Exercise goal: The expected output is the data below, restated word for word.

Exercise data:
++++

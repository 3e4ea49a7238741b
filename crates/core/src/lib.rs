pub mod audio;
pub mod pipeline;
pub mod shared;
pub mod video;
pub mod error;
pub mod progress;
pub mod transcribe_video_use_case;
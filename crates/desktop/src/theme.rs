use iced::Theme;

use crate::settings::Appearance;

/// Resolve the iced Theme from the appearance setting.
pub fn resolve_theme(appearance: Appearance) -> Theme {
    let is_dark = match appearance {
        Appearance::Dark => true,
        Appearance::Light => false,
        Appearance::System => detect_system_dark_mode(),
    };
    if is_dark {
        Theme::Dark
    } else {
        Theme::Light
    }
}

fn detect_system_dark_mode() -> bool {
    #[cfg(target_os = "macos")]
    {
        std::process::Command::new("defaults")
            .args(["read", "-g", "AppleInterfaceStyle"])
            .output()
            .map(|o| {
                String::from_utf8_lossy(&o.stdout)
                    .trim()
                    .eq_ignore_ascii_case("dark")
            })
            .unwrap_or(true)
    }
    #[cfg(not(target_os = "macos"))]
    {
        true
    }
}
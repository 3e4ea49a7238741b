use std::path::Path;

/// Domain interface for demuxing a video's audio track to a PCM WAV file.
///
/// Implementations must overwrite any pre-existing file at `audio_out` and
/// leave the input untouched.
pub trait AudioExtractor: Send {
    fn extract(&self, video: &Path, audio_out: &Path) -> Result<(), Box<dyn std::error::Error>>;
}
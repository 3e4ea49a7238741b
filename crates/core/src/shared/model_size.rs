use serde::{Deserialize, Serialize};

use crate::shared::constants::MODEL_BASE_URL;

/// Named accuracy/latency tier of the Whisper model family.
///
/// Larger models transcribe more accurately but take longer per chunk.
#[derive(Debug, Clone, Copy, PartialEq, Eq, Serialize, Deserialize)]
#[serde(rename_all = "lowercase")]
pub enum ModelSize {
    Tiny,
    Base,
    Small,
    Medium,
    Large,
}

impl ModelSize {
    pub const ALL: &[ModelSize] = &[
        ModelSize::Tiny,
        ModelSize::Base,
        ModelSize::Small,
        ModelSize::Medium,
        ModelSize::Large,
    ];

    pub fn as_str(self) -> &'static str {
        match self {
            ModelSize::Tiny => "tiny",
            ModelSize::Base => "base",
            ModelSize::Small => "small",
            ModelSize::Medium => "medium",
            ModelSize::Large => "large",
        }
    }

    /// ggml model file name as published on the whisper.cpp model hub.
    pub fn filename(self) -> &'static str {
        match self {
            ModelSize::Tiny => "ggml-tiny.bin",
            ModelSize::Base => "ggml-base.bin",
            ModelSize::Small => "ggml-small.bin",
            ModelSize::Medium => "ggml-medium.bin",
            ModelSize::Large => "ggml-large-v3.bin",
        }
    }

    pub fn url(self) -> String {
        format!("{MODEL_BASE_URL}/{}", self.filename())
    }

    /// Short accuracy/latency description shown in the model guide.
    pub fn guide(self) -> &'static str {
        match self {
            ModelSize::Tiny => "Smallest and fastest, basic transcription quality.",
            ModelSize::Base => "More accurate than tiny while still fast.",
            ModelSize::Small => "Higher accuracy than base, a bit more processing time.",
            ModelSize::Medium => "Balanced speed and accuracy, a good default.",
            ModelSize::Large => "Highest accuracy, longest processing time.",
        }
    }
}

impl std::fmt::Display for ModelSize {
    fn fmt(&self, f: &mut std::fmt::Formatter<'_>) -> std::fmt::Result {
        f.write_str(self.as_str())
    }
}

impl std::str::FromStr for ModelSize {
    type Err = String;

    fn from_str(s: &str) -> Result<Self, Self::Err> {
        match s {
            "tiny" => Ok(ModelSize::Tiny),
            "base" => Ok(ModelSize::Base),
            "small" => Ok(ModelSize::Small),
            "medium" => Ok(ModelSize::Medium),
            "large" => Ok(ModelSize::Large),
            other => Err(format!(
                "Model size must be one of: tiny, base, small, medium, large, got '{other}'"
            )),
        }
    }
}
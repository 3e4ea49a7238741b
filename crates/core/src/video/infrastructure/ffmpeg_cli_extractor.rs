use std::path::{Path, PathBuf};
use std::process::Command;

use thiserror::Error;

use crate::shared::constants::WHISPER_SAMPLE_RATE;
use crate::video::domain::audio_extractor::AudioExtractor;

#[derive(Error, Debug)]
pub enum ExtractionError {
    #[error("could not run '{program}': {source} (is ffmpeg installed and on the search path?)")]
    Spawn {
        program: String,
        #[source]
        source: std::io::Error,
    },
    #[error("ffmpeg exited with {status}: {stderr}")]
    Failed {
        status: std::process::ExitStatus,
        stderr: String,
    },
}

/// Extracts a video's audio track by running the ffmpeg executable.
///
/// Output is 16-bit little-endian PCM WAV, mono, at the Whisper sample rate,
/// with the video stream dropped. `-y` overwrites any existing target file.
pub struct FfmpegCliExtractor {
    program: PathBuf,
}

impl FfmpegCliExtractor {
    /// Use `ffmpeg` from the system search path.
    pub fn new() -> Self {
        Self {
            program: PathBuf::from("ffmpeg"),
        }
    }

    /// Use an explicitly configured ffmpeg binary.
    pub fn with_program(program: impl Into<PathBuf>) -> Self {
        Self {
            program: program.into(),
        }
    }
}

impl Default for FfmpegCliExtractor {
    fn default() -> Self {
        Self::new()
    }
}

impl AudioExtractor for FfmpegCliExtractor {
    fn extract(&self, video: &Path, audio_out: &Path) -> Result<(), Box<dyn std::error::Error>> {
        let output = Command::new(&self.program)
            .arg("-y")
            .arg("-i")
            .arg(video)
            .args(["-vn", "-acodec", "pcm_s16le"])
            .args(["-ar", &WHISPER_SAMPLE_RATE.to_string()])
            .args(["-ac", "1"])
            .arg(audio_out)
            .output()
            .map_err(|e| ExtractionError::Spawn {
                program: self.program.display().to_string(),
                source: e,
            })?;

        if !output.status.success() {
            return Err(ExtractionError::Failed {
                status: output.status,
                stderr: stderr_tail(&output.stderr),
            }
            .into());
        }
        Ok(())
    }
}

/// ffmpeg prints its whole banner to stderr; keep only the trailing lines
/// that carry the actual failure reason.
fn stderr_tail(stderr: &[u8]) -> String {
    let text = String::from_utf8_lossy(stderr);
    let lines: Vec<&str> = text.lines().filter(|l| !l.trim().is_empty()).collect();
    let tail_start = lines.len().saturating_sub(3);
    lines[tail_start..].join(" / ")
}

#[cfg(test)]
mod tests {
    use super::*;
    use tempfile::TempDir;

    #[test]
    fn test_missing_binary_returns_spawn_error() {
        let tmp = TempDir::new().unwrap();
        let extractor = FfmpegCliExtractor::with_program("/nonexistent/ffmpeg");
        let result = extractor.extract(
            Path::new("/nonexistent/video.mp4"),
            &tmp.path().join("audio.wav"),
        );
        let err = result.unwrap_err().to_string();
        assert!(err.contains("/nonexistent/ffmpeg"), "got: {err}");
    }

    #[test]
    fn test_stderr_tail_keeps_last_lines() {
        let stderr = b"banner line\nmore banner\nconfig\n\nerror: no such file\n";
        let tail = stderr_tail(stderr);
        assert!(tail.contains("no such file"));
        assert!(!tail.contains("banner line"));
    }

    #[test]
    fn test_stderr_tail_handles_empty() {
        assert_eq!(stderr_tail(b""), "");
    }
}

++++

Response area:
repository 3e4ea49a7238741b
filename crates/core/src/lib.rs
pub mod audio;
pub mod pipeline;
pub mod shared;
pub mod video;
pub mod error;
pub mod progress;
pub mod transcribe_video_use_case;
filename crates/desktop/src/theme.rs
use iced::Theme;

use crate::settings::Appearance;

/// Resolve the iced Theme from the appearance setting.
pub fn resolve_theme(appearance: Appearance) -> Theme {
    let is_dark = match appearance {
        Appearance::Dark => true,
        Appearance::Light => false,
        Appearance::System => detect_system_dark_mode(),
    };
    if is_dark {
        Theme::Dark
    } else {
        Theme::Light
    }
}

fn detect_system_dark_mode() -> bool {
    #[cfg(target_os = "macos")]
    {
        std::process::Command::new("defaults")
            .args(["read", "-g", "AppleInterfaceStyle"])
            .output()
            .map(|o| {
                String::from_utf8_lossy(&o.stdout)
                    .trim()
                    .eq_ignore_ascii_case("dark")
            })
            .unwrap_or(true)
    }
    #[cfg(not(target_os = "macos"))]
    {
        true
    }
}
repository 3e4ea49a7238741b
use std::path::Path;

/// Domain interface for demuxing a video's audio track to a PCM WAV file.
///
/// Implementations must overwrite any pre-existing file at `audio_out` and
/// leave the input untouched.
pub trait AudioExtractor: Send {
    fn extract(&self, video: &Path, audio_out: &Path) -> Result<(), Box<dyn std::error::Error>>;
}
repository 3e4ea49a7238741b
filename crates/core/src/shared/model_size.rs
use serde::{Deserialize, Serialize};

use crate::shared::constants::MODEL_BASE_URL;

/// Named accuracy/latency tier of the Whisper model family.
///
/// Larger models transcribe more accurately but take longer per chunk.
#[derive(Debug, Clone, Copy, PartialEq, Eq, Serialize, Deserialize)]
#[serde(rename_all = "lowercase")]
pub enum ModelSize {
    Tiny,
    Base,
    Small,
    Medium,
    Large,
}

impl ModelSize {
    pub const ALL: &[ModelSize] = &[
        ModelSize::Tiny,
        ModelSize::Base,
        ModelSize::Small,
        ModelSize::Medium,
        ModelSize::Large,
    ];

    pub fn as_str(self) -> &'static str {
        match self {
            ModelSize::Tiny => "tiny",
            ModelSize::Base => "base",
            ModelSize::Small => "small",
            ModelSize::Medium => "medium",
            ModelSize::Large => "large",
        }
    }

    /// ggml model file name as published on the whisper.cpp model hub.
    pub fn filename(self) -> &'static str {
        match self {
            ModelSize::Tiny => "ggml-tiny.bin",
            ModelSize::Base => "ggml-base.bin",
            ModelSize::Small => "ggml-small.bin",
            ModelSize::Medium => "ggml-medium.bin",
            ModelSize::Large => "ggml-large-v3.bin",
        }
    }

    pub fn url(self) -> String {
        format!("{MODEL_BASE_URL}/{}", self.filename())
    }

    /// Short accuracy/latency description shown in the model guide.
    pub fn guide(self) -> &'static str {
        match self {
            ModelSize::Tiny => "Smallest and fastest, basic transcription quality.",
            ModelSize::Base => "More accurate than tiny while still fast.",
            ModelSize::Small => "Higher accuracy than base, a bit more processing time.",
            ModelSize::Medium => "Balanced speed and accuracy, a good default.",
            ModelSize::Large => "Highest accuracy, longest processing time.",
        }
    }
}

impl std::fmt::Display for ModelSize {
    fn fmt(&self, f: &mut std::fmt::Formatter<'_>) -> std::fmt::Result {
        f.write_str(self.as_str())
    }
}

impl std::str::FromStr for ModelSize {
    type Err = String;

    fn from_str(s: &str) -> Result<Self, Self::Err> {
        match s {
            "tiny" => Ok(ModelSize::Tiny),
            "base" => Ok(ModelSize::Base),
            "small" => Ok(ModelSize::Small),
            "medium" => Ok(ModelSize::Medium),
            "large" => Ok(ModelSize::Large),
            other => Err(format!(
                "Model size must be one of: tiny, base, small, medium, large, got '{other}'"
            )),
        }
    }
}
repository 3e4ea49a7238741b
filename crates/core/src/video/infrastructure/ffmpeg_cli_extractor.rs
use std::path::{Path, PathBuf};
use std::process::Command;

use thiserror::Error;

use crate::shared::constants::WHISPER_SAMPLE_RATE;
use crate::video::domain::audio_extractor::AudioExtractor;

#[derive(Error, Debug)]
pub enum ExtractionError {
    #[error("could not run '{program}': {source} (is ffmpeg installed and on the search path?)")]
    Spawn {
        program: String,
        #[source]
        source: std::io::Error,
    },
    #[error("ffmpeg exited with {status}: {stderr}")]
    Failed {
        status: std::process::ExitStatus,
        stderr: String,
    },
}

/// Extracts a video's audio track by running the ffmpeg executable.
///
/// Output is 16-bit little-endian PCM WAV, mono, at the Whisper sample rate,
/// with the video stream dropped. `-y` overwrites any existing target file.
pub struct FfmpegCliExtractor {
    program: PathBuf,
}

impl FfmpegCliExtractor {
    /// Use `ffmpeg` from the system search path.
    pub fn new() -> Self {
        Self {
            program: PathBuf::from("ffmpeg"),
        }
    }

    /// Use an explicitly configured ffmpeg binary.
    pub fn with_program(program: impl Into<PathBuf>) -> Self {
        Self {
            program: program.into(),
        }
    }
}

impl Default for FfmpegCliExtractor {
    fn default() -> Self {
        Self::new()
    }
}

impl AudioExtractor for FfmpegCliExtractor {
    fn extract(&self, video: &Path, audio_out: &Path) -> Result<(), Box<dyn std::error::Error>> {
        let output = Command::new(&self.program)
            .arg("-y")
            .arg("-i")
            .arg(video)
            .args(["-vn", "-acodec", "pcm_s16le"])
            .args(["-ar", &WHISPER_SAMPLE_RATE.to_string()])
            .args(["-ac", "1"])
            .arg(audio_out)
            .output()
            .map_err(|e| ExtractionError::Spawn {
                program: self.program.display().to_string(),
                source: e,
            })?;

        if !output.status.success() {
            return Err(ExtractionError::Failed {
                status: output.status,
                stderr: stderr_tail(&output.stderr),
            }
            .into());
        }
        Ok(())
    }
}

/// ffmpeg prints its whole banner to stderr; keep only the trailing lines
/// that carry the actual failure reason.
fn stderr_tail(stderr: &[u8]) -> String {
    let text = String::from_utf8_lossy(stderr);
    let lines: Vec<&str> = text.lines().filter(|l| !l.trim().is_empty()).collect();
    let tail_start = lines.len().saturating_sub(3);
    lines[tail_start..].join(" / ")
}

#[cfg(test)]
mod tests {
    use super::*;
    use tempfile::TempDir;

    #[test]
    fn test_missing_binary_returns_spawn_error() {
        let tmp = TempDir::new().unwrap();
        let extractor = FfmpegCliExtractor::with_program("/nonexistent/ffmpeg");
        let result = extractor.extract(
            Path::new("/nonexistent/video.mp4"),
            &tmp.path().join("audio.wav"),
        );
        let err = result.unwrap_err().to_string();
        assert!(err.contains("/nonexistent/ffmpeg"), "got: {err}");
    }

    #[test]
    fn test_stderr_tail_keeps_last_lines() {
        let stderr = b"banner line\nmore banner\nconfig\n\nerror: no such file\n";
        let tail = stderr_tail(stderr);
        assert!(tail.contains("no such file"));
        assert!(!tail.contains("banner line"));
    }

    #[test]
    fn test_stderr_tail_handles_empty() {
        assert_eq!(stderr_tail(b""), "");
    }
}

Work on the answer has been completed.